Recent versions of Windows have made it a lot harder to install through USB. A month ago I tried to install Windows 10 onto an old laptop SSD mounted in an enclosure and connected through USB so I could play a games with my brother online that was only available through the Windows store, but the installer literally refused to install to it because I was using the Home edition of Windows instead of Enterprise. I eventually found a solution through some freemium backup software that allowed copying an installation on a regular hard drive onto a USB, but weirdly the first software I tried that claimed to have this feature did not yield in the SSD being bootable, so I had to find something else that was able to do it properly. Given that Microsoft went out of their way to disable doing this directly in their installer, I wouldn't be too surprised if it the workarounds continue to become more difficult or even impossible without paying for the Enterprise version (which is not something students should ever have to pay for).

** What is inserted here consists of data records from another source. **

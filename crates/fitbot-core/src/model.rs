//! Model identifiers used throughout the **fitbot** workspace.
//!
//! Pick an enum variant for the models FitBot ships with and let the
//! provider crate translate it into the wire name. Anything else (a newer or
//! preview model) goes through [`Model::Custom`].
//!
//! ```rust
//! use fitbot_core::model::{GroqModel, Model};
//! assert_eq!(Model::default(), Model::Groq(GroqModel::Llama3_3_70bVersatile));
//! assert_eq!(Model::from(GroqModel::Llama3_1_8bInstant),
//!            Model::Groq(GroqModel::Llama3_1_8bInstant));
//! ```
use std::borrow::Cow;

/// Universal identifier for an LLM model.
#[derive(Debug, Clone, PartialEq, Eq, Hash)]
pub enum Model {
    /// Built-in Groq models (chat completion API).
    Groq(GroqModel),
    /// Any model id not covered by [`GroqModel`], sent verbatim.
    Custom(Cow<'static, str>),
}

impl Default for Model {
    fn default() -> Self {
        Model::Groq(GroqModel::Llama3_3_70bVersatile)
    }
}

/// Models **officially** supported by the Groq back-end.
#[derive(Debug, Clone, Copy, PartialEq, Eq, Hash)]
pub enum GroqModel {
    Llama3_3_70bVersatile,
    Llama3_1_8bInstant,
}

impl From<GroqModel> for Model {
    fn from(val: GroqModel) -> Self {
        Model::Groq(val)
    }
}

impl From<String> for Model {
    fn from(val: String) -> Self {
        Model::Custom(val.into())
    }
}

I've never dealt with this software but when I did my CS degree, several of the applications we worked with throughout the course were distributed as Windows binaries. If you'd ever done homework or study at all, you don't only have Linux.
I never need to use Windows or MacOS for any of my classes in college (although I initially did for the first few months of freshman year before I first started using Linux). For some classes, the students using MacOS or Windows actually had to jump through more hoops; one class required us to ssh into the school's Linux server for some assignments, which required Windows users to download extra software due to not having an ssh client by default (at least, not back then; I'm not sure if powershell has one now), and in another, we had to use Xilinx, a proprietary IDE for writing Verilog to design circuits for FPGAs, which only had builds for Linux and Windows, not MacOS. For the latter one, the TAs literally distributed flash drives with an Ubuntu VirtualBox instance for the Mac users (who comprised the majority of CS students at my university).
> several of the applications we worked with throughout the course were distributed as Windows binaries
Because most linux users use their distribution's packages and it is normally easier than hunting for windows binaries.
Need an assembler? `sudo apt-get install nasm`, etc. I am a math/cs undergrad and have not used a windows machine in over 6 years. (In my case it would be editing either editing my home.nix or creating a shell.nix for a course rather than apt/dnf/etc)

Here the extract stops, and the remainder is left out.